* WHAT IS BEING ASKED *
Take the line that has "offered by the" in it and every line after it to the end of the entries, and reproduce them exactly.

* RECORDS SHOWN *

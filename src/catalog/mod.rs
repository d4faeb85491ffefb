//! Platform/language catalog resolution.
//!
//! A run works against an ordered set of platform codes. The set comes from
//! one of three places, checked in order:
//!
//! 1. codes given on the command line (`platform=226P,46P`), taken as-is;
//! 2. the live catalog page, when a reset was requested or nothing is cached,
//!    narrowed down by the operator and then cached;
//! 3. the cache file written by an earlier run.

use std::collections::HashSet;

use tracing::{debug, info, instrument};

use crate::error::{ConfigurationError, RunError, ValidationError};
use crate::extract::PageContract;
use crate::prompt::{Console, ask_until_valid};
use crate::transport::Portal;

mod store;

pub use store::{CatalogStore, DEFAULT_CATALOG_FILE};

/// Description given to codes supplied on the command line.
pub const PLACEHOLDER_DESCRIPTION: &str = "Not available";

const RESET_NOTICE: &str = "Platforms and languages need to be reset.";
const LISTING_NOTICE: &str = "Obtaining the list of platforms and languages:";
const PLATFORM_PROMPT: &str = "Enter Comma separated platforms to list: ";
const CONFIRMATION_NOTICE: &str =
    "We're going to download patches for the following Platforms/Languages:";

/// One platform/language code and its human-readable name.
#[derive(Debug, Clone, PartialEq, Eq)]
pub struct PlatformEntry {
    /// Portal code, e.g. `226P`.
    pub code: String,
    /// Display name, e.g. `Linux x86-64`.
    pub description: String,
}

impl PlatformEntry {
    /// Creates an entry from both parts as given.
    pub fn new(code: impl Into<String>, description: impl Into<String>) -> Self {
        Self {
            code: code.into(),
            description: description.into(),
        }
    }
}

/// Insertion-ordered platform set with unique codes.
#[derive(Debug, Clone, Default, PartialEq, Eq)]
pub struct PlatformCatalog {
    entries: Vec<PlatformEntry>,
}

impl PlatformCatalog {
    /// Builds a catalog keeping the first entry for each code.
    #[must_use]
    pub fn from_entries(entries: impl IntoIterator<Item = PlatformEntry>) -> Self {
        let mut seen = HashSet::new();
        let entries = entries
            .into_iter()
            .filter(|entry| seen.insert(entry.code.clone()))
            .collect();
        Self { entries }
    }

    /// Catalog of command-line codes, each with the placeholder description.
    /// Blank codes are dropped.
    #[must_use]
    pub fn from_codes<S: AsRef<str>>(codes: &[S]) -> Self {
        Self::from_entries(
            codes
                .iter()
                .map(AsRef::as_ref)
                .map(str::trim)
                .filter(|code| !code.is_empty())
                .map(|code| PlatformEntry::new(code, PLACEHOLDER_DESCRIPTION)),
        )
    }

    /// Looks up a code.
    #[must_use]
    pub fn get(&self, code: &str) -> Option<&PlatformEntry> {
        self.entries.iter().find(|entry| entry.code == code)
    }

    /// Entries in order.
    pub fn iter(&self) -> impl Iterator<Item = &PlatformEntry> {
        self.entries.iter()
    }

    /// Number of platforms.
    #[must_use]
    pub fn len(&self) -> usize {
        self.entries.len()
    }

    /// True when no platform is present.
    #[must_use]
    pub fn is_empty(&self) -> bool {
        self.entries.is_empty()
    }
}

/// Where the platform set should come from.
#[derive(Debug, Clone, Default)]
pub struct PlatformRequest {
    /// Ignore the cache and ask the portal again.
    pub reset: bool,
    /// Codes given on the command line; skip the portal and the cache.
    pub explicit_codes: Vec<String>,
}

/// Parses a comma-separated list of codes against `available`.
///
/// Blank tokens between commas are skipped, repeated codes collapse, and every
/// remaining code must exist in `available`.
///
/// # Errors
///
/// Returns [`ValidationError::Empty`] when no code is given, or
/// [`ValidationError::UnknownPlatform`] for the first code not in `available`.
pub fn validate_platform_selection(
    input: &str,
    available: &PlatformCatalog,
) -> Result<PlatformCatalog, ValidationError> {
    let mut chosen = Vec::new();
    for code in input.split(',').map(str::trim).filter(|c| !c.is_empty()) {
        let entry = available
            .get(code)
            .ok_or_else(|| ValidationError::UnknownPlatform(code.to_string()))?;
        chosen.push(entry.clone());
    }
    if chosen.is_empty() {
        return Err(ValidationError::Empty);
    }
    Ok(PlatformCatalog::from_entries(chosen))
}

/// Resolves the platform set for this run and echoes it to the operator.
///
/// # Errors
///
/// Returns [`RunError::Transport`] when the catalog page cannot be fetched and
/// [`RunError::Configuration`] when the page lists no platform, the cache is
/// unreadable or malformed, or the operator's input runs out.
#[instrument(skip_all, fields(reset = request.reset, explicit = request.explicit_codes.len()))]
pub async fn resolve_platforms(
    request: &PlatformRequest,
    store: &CatalogStore,
    portal: &dyn Portal,
    contract: &dyn PageContract,
    console: &mut dyn Console,
) -> Result<PlatformCatalog, RunError> {
    let catalog = if !request.explicit_codes.is_empty() {
        debug!("using platform codes from the command line");
        PlatformCatalog::from_codes(&request.explicit_codes)
    } else if request.reset {
        refresh_from_portal(store, portal, contract, console).await?
    } else if let Some(cached) = store.load()? {
        debug!(path = %store.path().display(), "using cached platform catalog");
        cached
    } else {
        refresh_from_portal(store, portal, contract, console).await?
    };

    if catalog.is_empty() {
        // Only reachable with explicit codes that were all blank.
        return Err(ConfigurationError::NoPlatforms {
            url: contract.catalog_url(portal.base_url()),
        }
        .into());
    }

    console.say(CONFIRMATION_NOTICE);
    for entry in catalog.iter() {
        console.say(&format!(" {} - {}", entry.code, entry.description));
    }
    info!(platforms = catalog.len(), "platform catalog resolved");
    Ok(catalog)
}

async fn refresh_from_portal(
    store: &CatalogStore,
    portal: &dyn Portal,
    contract: &dyn PageContract,
    console: &mut dyn Console,
) -> Result<PlatformCatalog, RunError> {
    console.say(RESET_NOTICE);
    console.say(LISTING_NOTICE);

    let url = contract.catalog_url(portal.base_url());
    let page = portal.fetch_text(&url).await?;
    let available = PlatformCatalog::from_entries(contract.platform_options(&page));
    if available.is_empty() {
        return Err(ConfigurationError::NoPlatforms { url }.into());
    }
    debug!(available = available.len(), "platforms offered by the portal");

    for entry in available.iter() {
        console.say(&format!(" {} - {}", entry.code, entry.description));
    }

    let chosen = ask_until_valid(console, PLATFORM_PROMPT, |input| {
        validate_platform_selection(input, &available)
    })?;
    store.save(&chosen)?;
    Ok(chosen)
}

* SOLUTION BELOW *
    debug!(available = available.len(), "platforms offered by the portal");

    for entry in available.iter() {
        console.say(&format!(" {} - {}", entry.code, entry.description));
    }

    let chosen = ask_until_valid(console, PLATFORM_PROMPT, |input| {
        validate_platform_selection(input, &available)
    })?;
    store.save(&chosen)?;
    Ok(chosen)
}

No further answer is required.